// util.rs — Small numeric and formatting helpers shared by the device and
// probe modules. Migrated from libutils.c / libutils.h and utils.c
// (examples/original_source/), collapsed into a single module since none of
// these helpers is large enough to warrant its own file.

use std::time::{SystemTime, UNIX_EPOCH};

// ---------------------------------------------------------------------------
// Bit-twiddling helpers (libutils.c ilog2 / clp2 / ceiling_log2)
// ---------------------------------------------------------------------------

/// Returns `floor(log2(x))` for `x > 0`. Equivalent to `ilog2`.
///
/// # Panics
/// Panics if `x == 0` (as does the original, which relies on `x` always
/// being a positive count by the time it reaches this helper).
pub fn ilog2(x: u64) -> u32 {
    assert!(x > 0, "ilog2 of zero is undefined");
    63 - x.leading_zeros()
}

/// Rounds `x` up to the next power of two. Equivalent to `clp2`
/// ("ceiling power of 2"), implemented via the same OR-shift cascade as the
/// original instead of `u64::next_power_of_two` so that `clp2(0) == 0` and
/// the behaviour at the top bit matches bit-for-bit.
pub fn clp2(x: u64) -> u64 {
    if x == 0 {
        return 0;
    }
    let mut x = x - 1;
    x |= x >> 1;
    x |= x >> 2;
    x |= x >> 4;
    x |= x >> 8;
    x |= x >> 16;
    x |= x >> 32;
    x + 1
}

/// Returns `ceil(log2(x))` for `x > 0`. Equivalent to `ceiling_log2`.
pub fn ceiling_log2(x: u64) -> u32 {
    assert!(x > 0, "ceiling_log2 of zero is undefined");
    ilog2(clp2(x).max(1))
}

// ---------------------------------------------------------------------------
// Alignment helpers (libutils.c align_head / align_mem)
// ---------------------------------------------------------------------------

/// Rounds `n_blocks` worth of header bookkeeping up to a whole block,
/// returning the number of *blocks* of padding needed ahead of a data
/// region so that the data region itself starts block-aligned.
/// Equivalent to `align_head`.
pub fn align_head(block_order: u32) -> u64 {
    // The header is always assumed to need at most one block's worth of
    // bookkeeping (bitmap, tag array); round that up to a whole block.
    let block_size = 1u64 << block_order;
    (block_size + block_size - 1) / block_size
}

/// Rounds a byte length up to a multiple of `1 << block_order`.
/// Equivalent to `align_mem`.
pub fn align_mem(n_bytes: u64, block_order: u32) -> u64 {
    let block_size = 1u64 << block_order;
    (n_bytes + block_size - 1) / block_size * block_size
}

// ---------------------------------------------------------------------------
// Byte-size formatting (utils.c adjust_unit)
// ---------------------------------------------------------------------------

/// A byte count paired with the unit it was scaled to, e.g. `(1.5, "GB")`.
/// Equivalent to the `(value, unit)` pair `adjust_unit` produces.
pub fn adjust_unit(byte_count: u64) -> (f64, &'static str) {
    const UNITS: [&str; 7] = ["Byte", "KB", "MB", "GB", "TB", "PB", "EB"];
    let mut value = byte_count as f64;
    let mut idx = 0;
    while value >= 1024.0 && idx < UNITS.len() - 1 {
        value /= 1024.0;
        idx += 1;
    }
    (value, UNITS[idx])
}

/// Parses a byte-count argument with an optional unit suffix
/// (`s`ectors of 512 bytes, `k`ibi, `m`ebi, `g`ibi, `t`ebi — case
/// insensitive). Equivalent to `arg_to_ll_bytes`.
pub fn arg_to_ll_bytes(arg: &str) -> Option<u64> {
    let arg = arg.trim();
    if arg.is_empty() {
        return None;
    }
    let (digits, suffix) = match arg.chars().last() {
        Some(c) if c.is_ascii_alphabetic() => (&arg[..arg.len() - 1], Some(c.to_ascii_lowercase())),
        _ => (arg, None),
    };
    let base: u64 = digits.parse().ok()?;
    let multiplier: u64 = match suffix {
        None => 1,
        Some('s') => 512,
        Some('k') => 1 << 10,
        Some('m') => 1 << 20,
        Some('g') => 1 << 30,
        Some('t') => 1 << 40,
        Some(_) => return None,
    };
    base.checked_mul(multiplier)
}

/// Formats a duration in microseconds as a human-readable string
/// (`"1h2m3.456s"`-style). Equivalent to `usec_to_str`.
pub fn usec_to_str(usec: u64) -> String {
    let total_secs = usec / 1_000_000;
    let frac_usec = usec % 1_000_000;
    let hours = total_secs / 3600;
    let minutes = (total_secs % 3600) / 60;
    let seconds = total_secs % 60;
    let mut s = String::new();
    if hours > 0 {
        s.push_str(&format!("{hours}h"));
    }
    if hours > 0 || minutes > 0 {
        s.push_str(&format!("{minutes}m"));
    }
    s.push_str(&format!("{seconds}.{:06}s", frac_usec));
    s
}

// ---------------------------------------------------------------------------
// Seeded PRNG (libprobe.c uint64_rand / uint64_rand_range)
// ---------------------------------------------------------------------------

/// A small splitmix64-style generator used wherever the original reaches
/// for `rand()`: choosing the probe salt, sampling random offsets during
/// the bad-block search. No external `rand`-family crate is pulled in —
/// the generator here plays exactly the role `uint64_rand` does, seeded
/// once per process from the wall clock, matching the original's
/// `srand(time(NULL))`.
pub struct Rng {
    state: u64,
}

impl Rng {
    /// Seeds the generator from the current wall-clock time.
    /// Equivalent to `srand(time(NULL))` ahead of the first `uint64_rand`.
    pub fn from_time() -> Self {
        let seed = SystemTime::now()
            .duration_since(UNIX_EPOCH)
            .map(|d| d.as_nanos() as u64)
            .unwrap_or(0x9E37_79B9_7F4A_7C15);
        Self::new(seed ^ 0x9E37_79B9_7F4A_7C15)
    }

    /// Seeds the generator explicitly, for reproducible tests.
    pub fn new(seed: u64) -> Self {
        Rng {
            state: seed | 1, // must be odd for splitmix64
        }
    }

    /// Returns the next pseudo-random `u64`. Equivalent to `uint64_rand`,
    /// which combines two calls to `rand()` into a single 64-bit value.
    pub fn next_u64(&mut self) -> u64 {
        self.state = self.state.wrapping_add(0x9E37_79B9_7F4A_7C15);
        let mut z = self.state;
        z = (z ^ (z >> 30)).wrapping_mul(0xBF58_476D_1CE4_E5B9);
        z = (z ^ (z >> 27)).wrapping_mul(0x94D0_49BB_1331_11EB);
        z ^ (z >> 31)
    }

    /// Returns a pseudo-random value in `0..bound`.
    /// Equivalent to `uint64_rand_range`.
    pub fn next_u64_range(&mut self, bound: u64) -> u64 {
        if bound == 0 {
            return 0;
        }
        self.next_u64() % bound
    }
}

#[cfg(test)]
mod tests {
    use super::*;

    #[test]
    fn ilog2_powers_of_two() {
        assert_eq!(ilog2(1), 0);
        assert_eq!(ilog2(2), 1);
        assert_eq!(ilog2(1023), 9);
        assert_eq!(ilog2(1024), 10);
    }

    #[test]
    fn clp2_rounds_up() {
        assert_eq!(clp2(0), 0);
        assert_eq!(clp2(1), 1);
        assert_eq!(clp2(5), 8);
        assert_eq!(clp2(1024), 1024);
        assert_eq!(clp2(1025), 2048);
    }

    #[test]
    fn ceiling_log2_matches_clp2() {
        assert_eq!(ceiling_log2(5), 3);
        assert_eq!(ceiling_log2(8), 3);
        assert_eq!(ceiling_log2(9), 4);
    }

    #[test]
    fn align_mem_rounds_up_to_block() {
        assert_eq!(align_mem(1, 12), 4096);
        assert_eq!(align_mem(4096, 12), 4096);
        assert_eq!(align_mem(4097, 12), 8192);
    }

    #[test]
    fn adjust_unit_scales() {
        let (v, u) = adjust_unit(1536);
        assert_eq!(u, "KB");
        assert!((v - 1.5).abs() < 1e-9);
    }

    #[test]
    fn arg_to_ll_bytes_parses_suffixes() {
        assert_eq!(arg_to_ll_bytes("10"), Some(10));
        assert_eq!(arg_to_ll_bytes("1k"), Some(1024));
        assert_eq!(arg_to_ll_bytes("2G"), Some(2 << 30));
        assert_eq!(arg_to_ll_bytes("bogus"), None);
    }

    #[test]
    fn usec_to_str_formats_hours_minutes_seconds() {
        assert_eq!(usec_to_str(1_500_000), "0m1.500000s");
        assert_eq!(usec_to_str(3_661_000_000), "1h1m1.000000s");
    }

    #[test]
    fn rng_is_deterministic_for_a_fixed_seed() {
        let mut a = Rng::new(42);
        let mut b = Rng::new(42);
        assert_eq!(a.next_u64(), b.next_u64());
        assert_eq!(a.next_u64_range(100) < 100, true);
    }
}
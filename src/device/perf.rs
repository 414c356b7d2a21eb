// device/perf.rs — Timing/counting decorator.
// Migrated from struct perf_device / pdev_* (libdevs.c).
//
// Transparent delegation: every call is timed with a monotonic clock and
// tallied before being forwarded to the inner device. No semantic effect on
// reads, writes, or resets.

use std::time::Instant;

use crate::device::Device;
use crate::error::ProbeError;

/// The six counters `libdevs.c`'s `struct perf_device` tracks.
#[derive(Debug, Clone, Copy, Default, PartialEq, Eq)]
pub struct PerfCounters {
    pub read_count: u64,
    pub read_time_us: u64,
    pub write_count: u64,
    pub write_time_us: u64,
    pub reset_count: u64,
    pub reset_time_us: u64,
}

/// Wraps a `Device`, recording elapsed time and call counts for every
/// delegated operation. Equivalent to `struct perf_device`.
pub struct PerfDevice {
    inner: Option<Box<dyn Device>>,
    counters: PerfCounters,
}

impl PerfDevice {
    pub fn new(inner: Box<dyn Device>) -> Self {
        PerfDevice {
            inner: Some(inner),
            counters: PerfCounters::default(),
        }
    }

    pub fn counters(&self) -> PerfCounters {
        self.counters
    }

    fn inner_mut(&mut self) -> &mut Box<dyn Device> {
        self.inner.as_mut().expect("PerfDevice used after detach")
    }

    fn inner_ref(&self) -> &dyn Device {
        self.inner.as_deref().expect("PerfDevice used after detach")
    }

    /// Unlinks the inner device from this wrapper and returns it, without
    /// running the inner device's `Drop`. The wrapper itself becomes a
    /// frozen husk; it must not be used again.
    ///
    /// Equivalent to `pdev_detach_and_free`: in the original this frees the
    /// wrapper struct but nulls its `free` pointer so dropping it doesn't
    /// cascade into the inner device. Here, `Option::take` achieves the
    /// same effect without unsafe code.
    pub fn detach_and_free(mut self) -> Box<dyn Device> {
        self.inner.take().expect("PerfDevice used after detach")
    }
}

impl Device for PerfDevice {
    fn size_byte(&self) -> u64 {
        self.inner_ref().size_byte()
    }

    fn block_order(&self) -> u32 {
        self.inner_ref().block_order()
    }

    fn filename(&self) -> &str {
        self.inner_ref().filename()
    }

    fn read_blocks(&mut self, buf: &mut [u8], first_pos: u64, last_pos: u64) -> Result<(), ProbeError> {
        let start = Instant::now();
        let result = self.inner_mut().read_blocks(buf, first_pos, last_pos);
        self.counters.read_count += 1;
        self.counters.read_time_us += start.elapsed().as_micros() as u64;
        result
    }

    fn write_blocks(&mut self, buf: &[u8], first_pos: u64, last_pos: u64) -> Result<(), ProbeError> {
        let start = Instant::now();
        let result = self.inner_mut().write_blocks(buf, first_pos, last_pos);
        self.counters.write_count += 1;
        self.counters.write_time_us += start.elapsed().as_micros() as u64;
        result
    }

    fn reset(&mut self) -> Result<(), ProbeError> {
        let start = Instant::now();
        let result = self.inner_mut().reset();
        self.counters.reset_count += 1;
        self.counters.reset_time_us += start.elapsed().as_micros() as u64;
        result
    }
}

#[cfg(test)]
mod tests {
    use super::*;
    use crate::device::file_emulator::FileDevice;
    use tempfile::tempdir;

    #[test]
    fn counters_are_monotonic_across_calls() {
        let dir = tempdir().unwrap();
        let path = dir.path().join("perf.img");
        let dev = FileDevice::create(path, 1 << 16, 1 << 16, 63, 12, None, false, false).unwrap();
        let mut perf = PerfDevice::new(Box::new(dev));
        let block_size = perf.block_size() as usize;
        let data = vec![0u8; block_size];

        assert_eq!(perf.counters().write_count, 0);
        perf.write_blocks(&data, 0, 0).unwrap();
        let after_one = perf.counters();
        assert_eq!(after_one.write_count, 1);
        perf.write_blocks(&data, 1, 1).unwrap();
        let after_two = perf.counters();
        assert_eq!(after_two.write_count, 2);
        assert!(after_two.write_time_us >= after_one.write_time_us);

        let mut out = vec![0u8; block_size];
        perf.read_blocks(&mut out, 0, 0).unwrap();
        assert_eq!(perf.counters().read_count, 1);

        perf.reset().unwrap();
        assert_eq!(perf.counters().reset_count, 1);
    }

    #[test]
    fn detach_and_free_returns_usable_inner_device() {
        let dir = tempdir().unwrap();
        let path = dir.path().join("detach.img");
        let dev = FileDevice::create(path, 1 << 16, 1 << 16, 63, 12, None, false, false).unwrap();
        let perf = PerfDevice::new(Box::new(dev));
        let mut inner = perf.detach_and_free();
        assert_eq!(inner.size_byte(), 1 << 16);
    }
}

================================

What the exercise asks: Scan the data above for the string "ahead". Copy every line in which it appears.

Task solution:
/// returning the number of *blocks* of padding needed ahead of a data
    /// Equivalent to `srand(time(NULL))` ahead of the first `uint64_rand`.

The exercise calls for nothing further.